* What to work on: Find the line containing "given threshold ratio." in the records below. Copy exactly that line and each one after it, ending at the line containing "self.handles.insert(region.id.clone(), handle);", and nothing more.

* Given data:
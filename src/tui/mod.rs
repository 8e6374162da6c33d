//! Terminal admin editor for ticker lines and popup banners.
//!
//! This module contains the terminal setup, the main event loop and the
//! widgets used to edit site content from a terminal.

// Allow intentional type casts for terminal coordinates
#![allow(clippy::cast_possible_truncation)]

pub mod admin_editor;
pub mod theme;

use anyhow::{Context, Result};
use crossterm::{
    event::{self, DisableMouseCapture, EnableMouseCapture, Event, KeyEventKind},
    execute,
    terminal::{disable_raw_mode, enable_raw_mode, EnterAlternateScreen, LeaveAlternateScreen},
};
use ratatui::{backend::CrosstermBackend, Terminal};
use std::io;
use std::time::Duration;

use crate::config::Config;
use crate::services::ContentEditorSession;

pub use admin_editor::{AdminEditor, InputMode, Pane, StatusMessage};
pub use theme::{Theme, ThemeVariant};

/// Setup terminal for TUI
pub fn setup_terminal() -> Result<Terminal<CrosstermBackend<io::Stdout>>> {
    enable_raw_mode().context("Failed to enable raw mode")?;
    let mut stdout = io::stdout();
    execute!(stdout, EnterAlternateScreen, EnableMouseCapture)
        .context("Failed to enter alternate screen")?;
    let backend = CrosstermBackend::new(stdout);
    let terminal = Terminal::new(backend).context("Failed to create terminal")?;
    Ok(terminal)
}

/// Restore terminal to normal state
pub fn restore_terminal(mut terminal: Terminal<CrosstermBackend<io::Stdout>>) -> Result<()> {
    disable_raw_mode().context("Failed to disable raw mode")?;
    execute!(
        terminal.backend_mut(),
        LeaveAlternateScreen,
        DisableMouseCapture
    )
    .context("Failed to leave alternate screen")?;
    terminal.show_cursor().context("Failed to show cursor")?;
    Ok(())
}

/// Main event loop
pub fn run_tui(
    editor: &mut AdminEditor,
    terminal: &mut Terminal<CrosstermBackend<io::Stdout>>,
) -> Result<()> {
    loop {
        // Pick up a finished background save
        editor.poll_save();

        terminal.draw(|f| admin_editor::render(f, editor))?;

        // Poll for events with 100ms timeout
        if event::poll(Duration::from_millis(100))? {
            if let Event::Key(key) = event::read()? {
                if key.kind == KeyEventKind::Press {
                    editor.handle_key(key);
                }
            }
        }

        if editor.should_quit() {
            break;
        }
    }

    Ok(())
}

/// Opens the configured content and runs the editor until the user quits.
pub fn run_admin_editor(config: &Config) -> Result<()> {
    let session = ContentEditorSession::from_config(config)?;
    let theme = Theme::from_mode(config.ui.theme_mode);
    let mut editor = AdminEditor::new(session, theme);

    let mut terminal = setup_terminal()?;
    let result = run_tui(&mut editor, &mut terminal);
    restore_terminal(terminal)?;

    result
}
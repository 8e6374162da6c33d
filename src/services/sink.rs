//! Remote content sink: the optional write path mirroring saved content.

use anyhow::Context;
use serde::{Deserialize, Serialize};
use std::fs;
use std::path::{Path, PathBuf};

/// Ticker write payload (`{ "tickerLines": [...] }`).
#[derive(Debug, Clone, PartialEq, Eq, Serialize, Deserialize)]
#[serde(rename_all = "camelCase")]
pub struct TickerPayload {
    /// Ordered ticker lines
    pub ticker_lines: Vec<String>,
}

/// Banner write payload (`{ "bannerImages": [...] }`).
#[derive(Debug, Clone, PartialEq, Eq, Serialize, Deserialize)]
#[serde(rename_all = "camelCase")]
pub struct BannerPayload {
    /// Ordered banner image references
    pub banner_images: Vec<String>,
}

/// Remote store accepting saved content.
///
/// Errors are plain messages; the editor session surfaces them as save
/// failures.
pub trait ContentSink: Send + Sync {
    /// Writes the ticker lines.
    fn write_ticker(&self, payload: &TickerPayload) -> Result<(), String>;

    /// Writes the banner images.
    fn write_banners(&self, payload: &BannerPayload) -> Result<(), String>;
}

/// Sink writing `ticker.json` and `banners.json` into a directory.
#[derive(Debug, Clone)]
pub struct DirectorySink {
    dir: PathBuf,
}

impl DirectorySink {
    /// Creates a sink for `dir`.
    pub fn new(dir: impl Into<PathBuf>) -> Self {
        Self { dir: dir.into() }
    }

    /// Target directory.
    pub fn dir(&self) -> &Path {
        &self.dir
    }

    fn write_json<T: Serialize>(&self, file_name: &str, payload: &T) -> anyhow::Result<()> {
        fs::create_dir_all(&self.dir).context(format!(
            "Failed to create mirror directory: {}",
            self.dir.display()
        ))?;

        let path = self.dir.join(file_name);
        let json = serde_json::to_string_pretty(payload).context("Failed to serialize payload")?;

        let temp_path = path.with_extension("json.tmp");
        fs::write(&temp_path, json)
            .context(format!("Failed to write temp file: {}", temp_path.display()))?;
        fs::rename(&temp_path, &path)
            .context(format!("Failed to rename temp file to: {}", path.display()))?;
        Ok(())
    }
}

impl ContentSink for DirectorySink {
    fn write_ticker(&self, payload: &TickerPayload) -> Result<(), String> {
        self.write_json("ticker.json", payload)
            .map_err(|e| format!("{e:#}"))
    }

    fn write_banners(&self, payload: &BannerPayload) -> Result<(), String> {
        self.write_json("banners.json", payload)
            .map_err(|e| format!("{e:#}"))
    }
}
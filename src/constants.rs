//! Application-wide constants.
//!
//! This module defines the application name, storage keys and the default
//! content shown before an administrator has saved anything.

/// The display name of the application (human-readable, with proper capitalization).
pub const APP_NAME: &str = "Campus View";

/// The binary name of the application (used in command examples, lowercase with hyphens).
pub const APP_BINARY_NAME: &str = "campus-view";

/// Directory name used under the platform config directory.
pub const CONFIG_DIR_NAME: &str = "CampusView";

/// Environment variable that overrides the config directory.
pub const CONFIG_DIR_ENV: &str = "CAMPUS_VIEW_CONFIG_DIR";

/// Storage key holding the JSON-encoded ticker lines.
pub const TICKER_KEY: &str = "tickerItems";

/// Storage key holding the JSON-encoded banner image references.
pub const BANNER_KEY: &str = "popupImages";

/// Text given to a freshly added ticker line.
pub const NEW_TICKER_LINE: &str = "New item...";

/// Ticker lines shown until an administrator saves their own.
pub const DEFAULT_TICKER_LINES: &[&str] = &[
    "🎓 Admissions are open for 2026-2027!",
    "🌿 Clean Campus, Green Campus — Join Our Eco Initiative!",
    "📞 For Admissions & Queries, Contact: +91-8121153138.",
    "🎓 Consistently Achieved 100% Results in Board Examinations!",
];

/// Popup banner images shown until an administrator saves their own.
pub const DEFAULT_BANNER_IMAGES: &[&str] = &[
    "/images/Pamphlet-1-2025.png",
    "/images/Pamphlet-2-2025.png",
];

/// Region group whose members have a light background.
pub const LIGHT_GROUP: &str = "light-background";

/// Region group whose members force the dark header whenever visible.
pub const DARK_OVERRIDE_GROUP: &str = "dark-override";
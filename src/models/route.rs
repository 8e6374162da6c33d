//! Route state and top-level page views.

use serde::{Deserialize, Serialize};
use std::fmt;

/// Logical location: path plus optional fragment, query string dropped.
#[derive(Debug, Clone, PartialEq, Eq, Serialize, Deserialize)]
pub struct RouteState {
    /// Path component, always starting with `/`
    pub path: String,
    /// Fragment identifier without the leading `#`
    #[serde(skip_serializing_if = "Option::is_none")]
    pub fragment: Option<String>,
}

impl RouteState {
    /// Parses a location such as `/admin?tab=1#banners`.
    ///
    /// An empty path becomes `/` and an empty fragment is treated as absent.
    pub fn parse(location: &str) -> Self {
        let (before_fragment, fragment) = match location.split_once('#') {
            Some((head, frag)) => (head, Some(frag)),
            None => (location, None),
        };
        let path = before_fragment
            .split_once('?')
            .map_or(before_fragment, |(path, _)| path);

        let path = if path.is_empty() {
            "/".to_string()
        } else if path.starts_with('/') {
            path.to_string()
        } else {
            format!("/{path}")
        };

        Self {
            path,
            fragment: fragment
                .filter(|frag| !frag.is_empty())
                .map(ToString::to_string),
        }
    }

    /// Top-level view selected by this route.
    pub fn view(&self) -> PageView {
        PageView::from_path(&self.path)
    }
}

impl Default for RouteState {
    fn default() -> Self {
        Self {
            path: "/".to_string(),
            fragment: None,
        }
    }
}

impl fmt::Display for RouteState {
    fn fmt(&self, f: &mut fmt::Formatter<'_>) -> fmt::Result {
        match &self.fragment {
            Some(fragment) => write!(f, "{}#{}", self.path, fragment),
            None => write!(f, "{}", self.path),
        }
    }
}

/// Top-level view rendered by the page shell.
#[derive(Debug, Clone, Copy, PartialEq, Eq, Serialize, Deserialize)]
#[serde(rename_all = "snake_case")]
pub enum PageView {
    /// Marketing home page with all tracked sections
    Home,
    /// Full gallery page
    Gallery,
    /// Content administration panel
    Admin,
    /// Administrator login
    Login,
}

impl PageView {
    /// Maps a path to its view; unknown paths render the home page.
    pub fn from_path(path: &str) -> Self {
        match path.trim_end_matches('/') {
            "/view-gallery" => Self::Gallery,
            "/admin" => Self::Admin,
            "/login" => Self::Login,
            _ => Self::Home,
        }
    }

    /// Canonical path of the view.
    pub const fn path(self) -> &'static str {
        match self {
            Self::Home => "/",
            Self::Gallery => "/view-gallery",
            Self::Admin => "/admin",
            Self::Login => "/login",
        }
    }
}
//! Theme derivation command.

use crate::cli::common::{load_config, print_json, CliError, CliResult};
use crate::models::VisibilitySet;
use crate::services::ThemeRules;
use clap::Args;
use serde::Serialize;

/// Show the header theme for a set of visible regions
#[derive(Args, Debug)]
pub struct ThemeArgs {
    /// Comma-separated ids of the regions currently in view
    #[arg(long, value_name = "IDS", value_delimiter = ',')]
    visible: Vec<String>,

    /// Output as JSON
    #[arg(long)]
    json: bool,
}

#[derive(Serialize, Debug)]
struct ThemeOutput {
    theme: String,
    visible: Vec<String>,
}

impl ThemeArgs {
    /// Execute theme command
    pub fn execute(&self) -> CliResult<()> {
        let config = load_config()?;
        let regions = config.regions.named_regions();

        let mut visibility: VisibilitySet = regions.iter().map(|r| (r.id.clone(), false)).collect();
        let mut visible = Vec::new();
        for id in self.visible.iter().map(|id| id.trim()).filter(|id| !id.is_empty()) {
            if !visibility.contains(id) {
                return Err(CliError::validation(format!(
                    "Unknown region '{}'. Tracked regions: {}",
                    id,
                    regions
                        .iter()
                        .map(|r| r.id.as_str())
                        .collect::<Vec<_>>()
                        .join(", ")
                )));
            }
            visibility.set(id.into(), true);
            visible.push(id.to_string());
        }

        let theme = ThemeRules::from_regions(&regions).derive(&visibility);

        if self.json {
            return print_json(&ThemeOutput {
                theme: theme.to_string(),
                visible,
            });
        }

        println!("{theme}");
        Ok(())
    }
}
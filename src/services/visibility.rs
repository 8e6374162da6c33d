//! Viewport visibility tracking for named page regions.
//!
//! The host measures how much of each mounted region intersects the viewport
//! and reports the ratio through [`VisibilityTracker::observe`]. The tracker
//! turns ratios into threshold crossings, keeps the [`VisibilitySet`] current
//! and fires change listeners at most once per state change.

use anyhow::Result;
use std::collections::HashMap;
use std::fmt;
use tracing::debug;

use crate::models::{NamedRegion, RegionId, VisibilitySet};

/// Opaque handle attaching a registered region to a renderable element.
#[derive(Debug, Clone, Copy, PartialEq, Eq, Hash)]
pub struct RegionHandle(u64);

impl fmt::Display for RegionHandle {
    fn fmt(&self, f: &mut fmt::Formatter<'_>) -> fmt::Result {
        write!(f, "region#{}", self.0)
    }
}

type ChangeListener = Box<dyn FnMut(bool)>;

struct TrackedRegion {
    region: NamedRegion,
    visible: bool,
}

/// Returns whether an intersection `ratio` counts as visible for `threshold`.
///
/// A region with no intersecting pixels is never visible, even with a zero
/// threshold.
pub fn crosses_threshold(ratio: f64, threshold: f64) -> bool {
    ratio > 0.0 && ratio >= threshold
}

/// Tracks the visibility of an extensible set of named regions.
#[derive(Default)]
pub struct VisibilityTracker {
    regions: HashMap<RegionHandle, TrackedRegion>,
    handles: HashMap<RegionId, RegionHandle>,
    set: VisibilitySet,
    listeners: HashMap<RegionId, Vec<ChangeListener>>,
    next_handle: u64,
}

impl VisibilityTracker {
    /// Creates a tracker with no regions.
    pub fn new() -> Self {
        Self::default()
    }

    /// Begins observing `id` with the given threshold ratio.
    pub fn register(&mut self, id: impl Into<RegionId>, threshold: f64) -> Result<RegionHandle> {
        self.register_region(NamedRegion::new(id, threshold))
    }

    /// Begins observing a fully described region.
    ///
    /// The region starts hidden and appears in the visibility set right away.
    pub fn register_region(&mut self, region: NamedRegion) -> Result<RegionHandle> {
        if region.id.as_str().is_empty() {
            anyhow::bail!("Region id cannot be empty");
        }
        if !(0.0..=1.0).contains(&region.threshold) {
            anyhow::bail!(
                "Region '{}' threshold {} must be between 0 and 1",
                region.id,
                region.threshold
            );
        }
        if self.handles.contains_key(region.id.as_str()) {
            anyhow::bail!("Region '{}' is already registered", region.id);
        }

        let handle = RegionHandle(self.next_handle);
        self.next_handle += 1;

        debug!("Registered {} as {}", region.id, handle);
        self.handles.insert(region.id.clone(), handle);
        self.set.set(region.id.clone(), false);
        self.regions.insert(
            handle,
            TrackedRegion {
                region,
                visible: false,
            },
        );

        Ok(handle)
    }

    /// Stops observing a region and drops its entry and listeners.
    ///
    /// Returns the region that was removed; unknown or already removed
    /// handles are ignored.
    pub fn unregister(&mut self, handle: RegionHandle) -> Option<NamedRegion> {
        let tracked = self.regions.remove(&handle)?;
        let id = tracked.region.id.as_str();

        self.handles.remove(id);
        self.set.remove(id);
        self.listeners.remove(id);
        debug!("Unregistered {}", tracked.region.id);

        Some(tracked.region)
    }

    /// Subscribes to visibility crossings of `id` in either direction.
    pub fn on_change(&mut self, id: &str, listener: impl FnMut(bool) + 'static) -> Result<()> {
        let Some(handle) = self.handles.get(id) else {
            anyhow::bail!("Region '{id}' is not registered");
        };
        let region_id = self.regions[handle].region.id.clone();

        self.listeners
            .entry(region_id)
            .or_default()
            .push(Box::new(listener));
        Ok(())
    }

    /// Reports a new intersection ratio for a region.
    ///
    /// Returns the new visibility when the region crossed its threshold,
    /// `None` when nothing changed or the handle is no longer tracked.
    pub fn observe(&mut self, handle: RegionHandle, ratio: f64) -> Option<bool> {
        let Some(tracked) = self.regions.get_mut(&handle) else {
            debug!("Ignoring measurement for inert {}", handle);
            return None;
        };

        let visible = crosses_threshold(ratio, tracked.region.threshold);
        if visible == tracked.visible {
            return None;
        }
        tracked.visible = visible;

        let id = tracked.region.id.clone();
        debug!("Region {} is now {}", id, if visible { "visible" } else { "hidden" });
        self.set.set(id.clone(), visible);

        if let Some(listeners) = self.listeners.get_mut(id.as_str()) {
            for listener in listeners.iter_mut() {
                listener(visible);
            }
        }

        Some(visible)
    }

    /// Current visibility of all registered regions.
    pub fn visibility(&self) -> &VisibilitySet {
        &self.set
    }

    /// Looks up the handle of a registered region.
    pub fn handle_of(&self, id: &str) -> Option<RegionHandle> {
        self.handles.get(id).copied()
    }

    /// Returns the region behind a handle.
    pub fn region(&self, handle: RegionHandle) -> Option<&NamedRegion> {
        self.regions.get(&handle).map(|tracked| &tracked.region)
    }

    /// Iterates over all registered regions.
    pub fn regions(&self) -> impl Iterator<Item = &NamedRegion> {
        self.regions.values().map(|tracked| &tracked.region)
    }

    /// Number of registered regions.
    pub fn len(&self) -> usize {
        self.regions.len()
    }

    /// Returns true when nothing is registered.
    pub fn is_empty(&self) -> bool {
        self.regions.is_empty()
    }
}

impl fmt::Debug for VisibilityTracker {
    fn fmt(&self, f: &mut fmt::Formatter<'_>) -> fmt::Result {
        f.debug_struct("VisibilityTracker")
            .field("set", &self.set)
            .field("listeners", &self.listeners.values().map(Vec::len).sum::<usize>())
            .finish_non_exhaustive()
    }
}
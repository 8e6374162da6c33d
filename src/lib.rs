//! Campus View Library
//!
//! This library provides the view-state and content-persistence engine behind
//! a school website: region visibility tracking, header theme derivation, a
//! pseudo-router with fragment scrolling, and an admin editing session for the
//! news ticker and popup banners backed by local storage.

// Module declarations
pub mod cli;
pub mod config;
pub mod constants;
pub mod models;
pub mod services;
#[cfg(feature = "ratatui")]
pub mod tui;
#[cfg(feature = "web")]
pub mod web;
//! Header theme derivation from region visibility.

use std::collections::HashSet;

use crate::constants::{DARK_OVERRIDE_GROUP, LIGHT_GROUP};
use crate::models::{NamedRegion, RegionId, ThemeSignal, VisibilitySet};

/// Derives the header theme from the visible regions.
///
/// The theme is light when any light-background region is visible and no
/// dark-override region is. Dark-override always wins, and an empty set
/// (nothing observed yet) is dark.
pub fn derive_theme(
    visibility: &VisibilitySet,
    light: &HashSet<RegionId>,
    dark_override: &HashSet<RegionId>,
) -> ThemeSignal {
    if visibility.visible().any(|id| dark_override.contains(id)) {
        return ThemeSignal::Dark;
    }

    if visibility.visible().any(|id| light.contains(id)) {
        ThemeSignal::Light
    } else {
        ThemeSignal::Dark
    }
}

/// Group membership used by [`derive_theme`].
#[derive(Debug, Clone, Default, PartialEq, Eq)]
pub struct ThemeRules {
    light: HashSet<RegionId>,
    dark_override: HashSet<RegionId>,
}

impl ThemeRules {
    /// Creates rules from explicit membership sets.
    pub fn new(light: HashSet<RegionId>, dark_override: HashSet<RegionId>) -> Self {
        Self {
            light,
            dark_override,
        }
    }

    /// Collects membership from the groups declared on each region.
    pub fn from_regions<'a>(regions: impl IntoIterator<Item = &'a NamedRegion>) -> Self {
        let mut rules = Self::default();
        for region in regions {
            rules.add(region);
        }
        rules
    }

    /// Adds a region's declared memberships.
    pub fn add(&mut self, region: &NamedRegion) {
        if region.is_in(LIGHT_GROUP) {
            self.light.insert(region.id.clone());
        }
        if region.is_in(DARK_OVERRIDE_GROUP) {
            self.dark_override.insert(region.id.clone());
        }
    }

    /// Drops a region from both groups.
    pub fn remove(&mut self, id: &str) {
        self.light.remove(id);
        self.dark_override.remove(id);
    }

    /// Light-background members.
    pub fn light(&self) -> &HashSet<RegionId> {
        &self.light
    }

    /// Dark-override members.
    pub fn dark_override(&self) -> &HashSet<RegionId> {
        &self.dark_override
    }

    /// Applies [`derive_theme`] with these memberships.
    pub fn derive(&self, visibility: &VisibilitySet) -> ThemeSignal {
        derive_theme(visibility, &self.light, &self.dark_override)
    }
}
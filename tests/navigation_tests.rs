//! Integration tests for routing, history and fragment scrolling through the
//! page shell.

use std::cell::RefCell;
use std::collections::HashSet;
use std::rc::Rc;
use std::time::{Duration, Instant};

use campus_view::config::Config;
use campus_view::models::{PageView, PersistedContent, RouteState};
use campus_view::services::{
    LocationHost, MemoryHistory, NavigateOptions, PageShell, ScrollHost, ScrollOutcome,
};

/// Page whose sections mount on demand.
#[derive(Default)]
struct Page {
    mounted: HashSet<String>,
    scrolled_to: Vec<String>,
}

impl Page {
    fn with_sections(ids: &[&str]) -> Self {
        Self {
            mounted: ids.iter().map(ToString::to_string).collect(),
            scrolled_to: Vec::new(),
        }
    }

    fn mount(&mut self, id: &str) {
        self.mounted.insert(id.to_string());
    }
}

impl ScrollHost for Page {
    fn scroll_into_view(&mut self, id: &str) -> bool {
        if self.mounted.contains(id) {
            self.scrolled_to.push(id.to_string());
            true
        } else {
            false
        }
    }
}

fn shell(initial: &str) -> PageShell {
    PageShell::from_config(
        &Config::default(),
        MemoryHistory::new(initial),
        &PersistedContent::defaults(),
    )
    .unwrap()
}

// ============================================================================
// Routing
// ============================================================================

#[test]
fn test_initial_fragment_is_scrolled_on_start() {
    let mut shell = shell("/#admissions");
    let mut page = Page::with_sections(&["admissions"]);

    let outcome = shell.start(&mut page, Instant::now());
    assert_eq!(outcome, ScrollOutcome::Scrolled("admissions".to_string()));
    assert_eq!(shell.view(), PageView::Home);
}

#[test]
fn test_unknown_path_renders_home() {
    let shell = shell("/no-such-page");
    assert_eq!(shell.view(), PageView::Home);
    assert!(shell.header().home_page);
}

#[test]
fn test_back_and_forward_restore_routes() {
    let mut shell = shell("/");
    let mut page = Page::default();
    let now = Instant::now();

    shell.navigate("/view-gallery", NavigateOptions::default(), &mut page, now);
    shell.navigate("/admin", NavigateOptions::default(), &mut page, now);
    assert_eq!(shell.view(), PageView::Admin);

    assert!(shell.router_mut().host_mut().go(-1));
    assert!(shell.pop_state(&mut page, now).is_some());
    assert_eq!(shell.view(), PageView::Gallery);

    assert!(shell.router_mut().host_mut().go(1));
    shell.pop_state(&mut page, now);
    assert_eq!(shell.view(), PageView::Admin);
}

#[test]
fn test_redirect_replaces_history_entry() {
    let mut shell = shell("/");
    let mut page = Page::default();
    let now = Instant::now();

    shell.navigate("/admin", NavigateOptions::default(), &mut page, now);
    shell.navigate("/login", NavigateOptions::replace(), &mut page, now);

    assert_eq!(shell.router().host().entries(), &["/", "/login"]);
    assert!(shell.router_mut().back());
    assert_eq!(shell.view(), PageView::Home);
}

#[test]
fn test_subscribers_see_every_route_change() {
    let mut shell = shell("/");
    let mut page = Page::default();
    let seen: Rc<RefCell<Vec<RouteState>>> = Rc::default();
    let sink = Rc::clone(&seen);
    shell
        .router_mut()
        .on_path_change(move |route| sink.borrow_mut().push(route.clone()));

    let now = Instant::now();
    shell.navigate("/view-gallery", NavigateOptions::default(), &mut page, now);
    assert!(shell
        .navigate("/view-gallery", NavigateOptions::default(), &mut page, now)
        .is_none());
    shell.follow_section_link("contact", &mut page, now);

    let paths: Vec<String> = seen.borrow().iter().map(ToString::to_string).collect();
    assert_eq!(paths, vec!["/view-gallery", "/#contact"]);
}

// ============================================================================
// Fragment scrolling
// ============================================================================

#[test]
fn test_fragment_retry_succeeds_once_section_mounts() {
    let mut shell = shell("/view-gallery");
    let mut page = Page::default();
    let start = Instant::now();

    let outcome = shell.follow_section_link("testimonials", &mut page, start);
    assert_eq!(outcome, ScrollOutcome::RetryScheduled("testimonials".to_string()));

    // Not due yet
    assert_eq!(shell.tick(&mut page, start + Duration::from_millis(50)), None);

    page.mount("testimonials");
    let outcome = shell.tick(&mut page, start + Duration::from_millis(100));
    assert_eq!(outcome, Some(ScrollOutcome::Scrolled("testimonials".to_string())));
    assert_eq!(page.scrolled_to, vec!["testimonials"]);
}

#[test]
fn test_fragment_retry_gives_up_after_one_attempt() {
    let mut shell = shell("/#missing");
    let mut page = Page::default();
    let start = Instant::now();

    assert_eq!(
        shell.start(&mut page, start),
        ScrollOutcome::RetryScheduled("missing".to_string())
    );
    assert_eq!(
        shell.tick(&mut page, start + Duration::from_secs(1)),
        Some(ScrollOutcome::Abandoned("missing".to_string()))
    );
    assert_eq!(shell.tick(&mut page, start + Duration::from_secs(2)), None);
}

#[test]
fn test_new_route_cancels_pending_retry() {
    let mut shell = shell("/");
    let mut page = Page::default();
    let start = Instant::now();

    shell.navigate("#gallery", NavigateOptions::default(), &mut page, start);
    shell.navigate("/admin", NavigateOptions::default(), &mut page, start);

    page.mount("gallery");
    assert_eq!(shell.tick(&mut page, start + Duration::from_secs(1)), None);
    assert!(page.scrolled_to.is_empty());
}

* Answer section:
    /// Begins observing `id` with the given threshold ratio.
    pub fn register(&mut self, id: impl Into<RegionId>, threshold: f64) -> Result<RegionHandle> {
        self.register_region(NamedRegion::new(id, threshold))
    }

    /// Begins observing a fully described region.
    ///
    /// The region starts hidden and appears in the visibility set right away.
    pub fn register_region(&mut self, region: NamedRegion) -> Result<RegionHandle> {
        if region.id.as_str().is_empty() {
            anyhow::bail!("Region id cannot be empty");
        }
        if !(0.0..=1.0).contains(&region.threshold) {
            anyhow::bail!(
                "Region '{}' threshold {} must be between 0 and 1",
                region.id,
                region.threshold
            );
        }
        if self.handles.contains_key(region.id.as_str()) {
            anyhow::bail!("Region '{}' is already registered", region.id);
        }

        let handle = RegionHandle(self.next_handle);
        self.next_handle += 1;

        debug!("Registered {} as {}", region.id, handle);
        self.handles.insert(region.id.clone(), handle);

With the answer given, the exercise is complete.